### Records provided
+ + +

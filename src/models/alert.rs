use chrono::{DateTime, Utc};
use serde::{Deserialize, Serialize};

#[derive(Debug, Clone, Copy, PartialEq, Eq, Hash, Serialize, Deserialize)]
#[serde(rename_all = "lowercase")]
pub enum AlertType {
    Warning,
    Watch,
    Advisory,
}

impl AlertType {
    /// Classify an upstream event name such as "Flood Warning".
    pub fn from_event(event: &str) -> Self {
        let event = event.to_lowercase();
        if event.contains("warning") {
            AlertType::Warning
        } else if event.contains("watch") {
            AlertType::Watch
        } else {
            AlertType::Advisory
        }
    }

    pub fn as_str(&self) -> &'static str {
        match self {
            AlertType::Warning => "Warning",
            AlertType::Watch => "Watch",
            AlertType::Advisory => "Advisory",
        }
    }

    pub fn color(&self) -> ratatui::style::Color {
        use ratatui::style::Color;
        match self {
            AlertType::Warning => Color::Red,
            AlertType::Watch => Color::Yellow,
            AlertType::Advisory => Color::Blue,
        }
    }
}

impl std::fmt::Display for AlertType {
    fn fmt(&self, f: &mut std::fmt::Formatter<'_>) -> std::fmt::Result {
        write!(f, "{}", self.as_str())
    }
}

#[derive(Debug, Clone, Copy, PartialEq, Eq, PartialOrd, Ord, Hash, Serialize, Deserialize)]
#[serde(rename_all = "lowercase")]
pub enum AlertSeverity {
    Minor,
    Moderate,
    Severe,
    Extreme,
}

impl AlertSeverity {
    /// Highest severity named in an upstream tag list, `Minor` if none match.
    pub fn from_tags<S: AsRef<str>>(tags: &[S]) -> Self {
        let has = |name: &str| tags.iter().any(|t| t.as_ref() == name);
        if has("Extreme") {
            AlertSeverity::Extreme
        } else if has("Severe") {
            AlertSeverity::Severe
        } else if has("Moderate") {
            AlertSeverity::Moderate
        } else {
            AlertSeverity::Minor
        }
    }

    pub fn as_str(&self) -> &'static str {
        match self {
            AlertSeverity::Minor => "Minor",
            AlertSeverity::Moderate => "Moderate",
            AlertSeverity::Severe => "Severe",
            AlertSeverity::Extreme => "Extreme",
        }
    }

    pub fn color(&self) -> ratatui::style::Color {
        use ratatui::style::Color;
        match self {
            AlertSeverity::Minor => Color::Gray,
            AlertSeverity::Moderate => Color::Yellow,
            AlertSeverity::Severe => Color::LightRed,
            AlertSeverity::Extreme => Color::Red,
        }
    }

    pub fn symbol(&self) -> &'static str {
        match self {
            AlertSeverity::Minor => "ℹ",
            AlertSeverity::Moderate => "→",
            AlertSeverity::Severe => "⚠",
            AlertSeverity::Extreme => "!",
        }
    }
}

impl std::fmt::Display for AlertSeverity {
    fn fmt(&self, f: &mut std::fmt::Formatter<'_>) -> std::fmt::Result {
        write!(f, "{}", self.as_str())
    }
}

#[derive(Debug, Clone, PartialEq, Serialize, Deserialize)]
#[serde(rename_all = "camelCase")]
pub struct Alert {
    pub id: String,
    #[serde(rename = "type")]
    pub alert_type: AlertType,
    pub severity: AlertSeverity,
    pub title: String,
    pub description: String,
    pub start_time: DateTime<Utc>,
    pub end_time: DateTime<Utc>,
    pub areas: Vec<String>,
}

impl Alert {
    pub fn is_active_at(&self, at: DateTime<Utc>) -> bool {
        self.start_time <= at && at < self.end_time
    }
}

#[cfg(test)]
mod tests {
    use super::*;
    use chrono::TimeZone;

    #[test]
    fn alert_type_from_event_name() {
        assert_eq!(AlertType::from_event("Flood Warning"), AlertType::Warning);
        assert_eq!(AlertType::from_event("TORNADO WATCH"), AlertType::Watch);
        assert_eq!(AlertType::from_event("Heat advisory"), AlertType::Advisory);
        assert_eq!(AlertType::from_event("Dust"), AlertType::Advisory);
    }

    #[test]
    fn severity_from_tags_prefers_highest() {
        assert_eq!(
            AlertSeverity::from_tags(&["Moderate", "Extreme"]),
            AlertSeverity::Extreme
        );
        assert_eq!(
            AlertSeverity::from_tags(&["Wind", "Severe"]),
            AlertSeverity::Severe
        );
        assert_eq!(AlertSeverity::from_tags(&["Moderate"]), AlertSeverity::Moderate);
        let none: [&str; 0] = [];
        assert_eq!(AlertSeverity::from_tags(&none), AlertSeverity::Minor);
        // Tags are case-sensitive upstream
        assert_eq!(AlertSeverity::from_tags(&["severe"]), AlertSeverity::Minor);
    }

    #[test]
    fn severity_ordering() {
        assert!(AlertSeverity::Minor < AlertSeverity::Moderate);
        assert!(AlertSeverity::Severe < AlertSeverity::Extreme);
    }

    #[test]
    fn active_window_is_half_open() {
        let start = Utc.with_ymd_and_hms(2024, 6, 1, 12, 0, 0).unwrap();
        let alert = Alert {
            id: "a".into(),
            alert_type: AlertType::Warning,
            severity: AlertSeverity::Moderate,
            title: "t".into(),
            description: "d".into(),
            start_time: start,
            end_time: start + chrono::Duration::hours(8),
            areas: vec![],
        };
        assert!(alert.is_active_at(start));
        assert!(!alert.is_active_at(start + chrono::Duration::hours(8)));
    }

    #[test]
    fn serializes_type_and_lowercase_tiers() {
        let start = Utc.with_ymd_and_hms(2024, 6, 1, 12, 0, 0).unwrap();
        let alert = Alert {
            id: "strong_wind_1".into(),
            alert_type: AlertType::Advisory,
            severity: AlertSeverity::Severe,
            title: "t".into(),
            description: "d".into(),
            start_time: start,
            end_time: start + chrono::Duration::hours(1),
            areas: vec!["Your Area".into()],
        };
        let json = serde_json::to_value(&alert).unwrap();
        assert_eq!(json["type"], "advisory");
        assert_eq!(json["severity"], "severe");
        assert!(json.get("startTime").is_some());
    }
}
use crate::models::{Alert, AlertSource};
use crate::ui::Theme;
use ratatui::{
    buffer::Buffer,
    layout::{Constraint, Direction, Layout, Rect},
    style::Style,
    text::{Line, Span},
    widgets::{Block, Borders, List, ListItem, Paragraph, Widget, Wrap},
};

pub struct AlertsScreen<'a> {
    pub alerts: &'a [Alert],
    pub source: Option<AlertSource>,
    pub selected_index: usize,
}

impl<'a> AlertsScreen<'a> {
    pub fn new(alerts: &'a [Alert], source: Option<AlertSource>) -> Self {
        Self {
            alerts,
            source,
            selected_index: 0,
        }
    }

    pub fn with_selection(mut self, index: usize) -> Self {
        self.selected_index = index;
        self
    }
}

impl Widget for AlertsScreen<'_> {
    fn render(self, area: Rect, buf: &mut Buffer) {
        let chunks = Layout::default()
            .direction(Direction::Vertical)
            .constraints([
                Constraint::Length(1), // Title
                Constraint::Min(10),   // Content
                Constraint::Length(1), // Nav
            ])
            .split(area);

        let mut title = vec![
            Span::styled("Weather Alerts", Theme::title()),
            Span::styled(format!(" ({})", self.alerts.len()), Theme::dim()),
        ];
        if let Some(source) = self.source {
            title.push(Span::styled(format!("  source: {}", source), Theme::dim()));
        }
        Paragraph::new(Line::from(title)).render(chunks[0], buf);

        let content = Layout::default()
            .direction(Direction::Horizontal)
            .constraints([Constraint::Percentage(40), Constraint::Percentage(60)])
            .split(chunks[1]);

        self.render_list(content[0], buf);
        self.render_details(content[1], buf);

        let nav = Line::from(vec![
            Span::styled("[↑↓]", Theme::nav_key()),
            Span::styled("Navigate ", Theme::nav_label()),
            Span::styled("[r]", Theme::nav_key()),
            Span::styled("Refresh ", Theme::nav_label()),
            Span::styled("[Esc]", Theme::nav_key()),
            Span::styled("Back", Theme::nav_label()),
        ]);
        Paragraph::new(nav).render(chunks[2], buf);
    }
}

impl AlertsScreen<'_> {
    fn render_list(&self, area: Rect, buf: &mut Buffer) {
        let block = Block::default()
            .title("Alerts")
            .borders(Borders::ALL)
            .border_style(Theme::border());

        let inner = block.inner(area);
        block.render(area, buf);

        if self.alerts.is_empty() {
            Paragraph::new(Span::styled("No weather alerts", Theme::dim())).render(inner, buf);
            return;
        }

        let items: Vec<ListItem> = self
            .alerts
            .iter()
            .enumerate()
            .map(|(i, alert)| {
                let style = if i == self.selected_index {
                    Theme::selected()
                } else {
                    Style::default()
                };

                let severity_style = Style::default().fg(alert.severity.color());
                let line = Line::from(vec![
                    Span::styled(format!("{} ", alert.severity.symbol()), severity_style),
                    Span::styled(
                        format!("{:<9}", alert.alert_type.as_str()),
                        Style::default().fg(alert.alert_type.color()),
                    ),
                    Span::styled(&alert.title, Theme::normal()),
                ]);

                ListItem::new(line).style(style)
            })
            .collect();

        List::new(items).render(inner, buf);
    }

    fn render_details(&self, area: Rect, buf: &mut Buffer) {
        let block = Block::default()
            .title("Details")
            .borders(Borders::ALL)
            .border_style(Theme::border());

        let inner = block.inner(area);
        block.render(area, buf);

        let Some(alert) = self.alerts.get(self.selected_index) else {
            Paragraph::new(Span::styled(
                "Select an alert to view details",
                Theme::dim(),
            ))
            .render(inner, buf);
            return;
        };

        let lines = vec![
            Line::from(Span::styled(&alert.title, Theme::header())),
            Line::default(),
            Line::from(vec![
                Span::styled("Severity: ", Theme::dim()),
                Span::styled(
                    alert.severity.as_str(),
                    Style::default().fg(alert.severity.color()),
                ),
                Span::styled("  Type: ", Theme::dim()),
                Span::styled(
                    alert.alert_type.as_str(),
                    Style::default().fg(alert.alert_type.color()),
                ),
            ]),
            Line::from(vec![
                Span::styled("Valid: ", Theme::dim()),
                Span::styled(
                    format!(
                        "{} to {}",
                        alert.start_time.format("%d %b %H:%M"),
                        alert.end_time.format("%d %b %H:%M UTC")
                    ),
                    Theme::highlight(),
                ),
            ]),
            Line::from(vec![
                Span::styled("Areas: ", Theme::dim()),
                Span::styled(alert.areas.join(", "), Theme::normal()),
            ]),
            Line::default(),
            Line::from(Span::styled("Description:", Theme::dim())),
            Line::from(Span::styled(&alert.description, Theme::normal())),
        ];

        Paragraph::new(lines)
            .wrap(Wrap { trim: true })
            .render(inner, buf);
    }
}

+ + +

### Exercise prompt
Could you return the lines in the entries above that contain "struct"?

### Result of the exercise
pub struct Alert {
pub struct AlertsScreen<'a> {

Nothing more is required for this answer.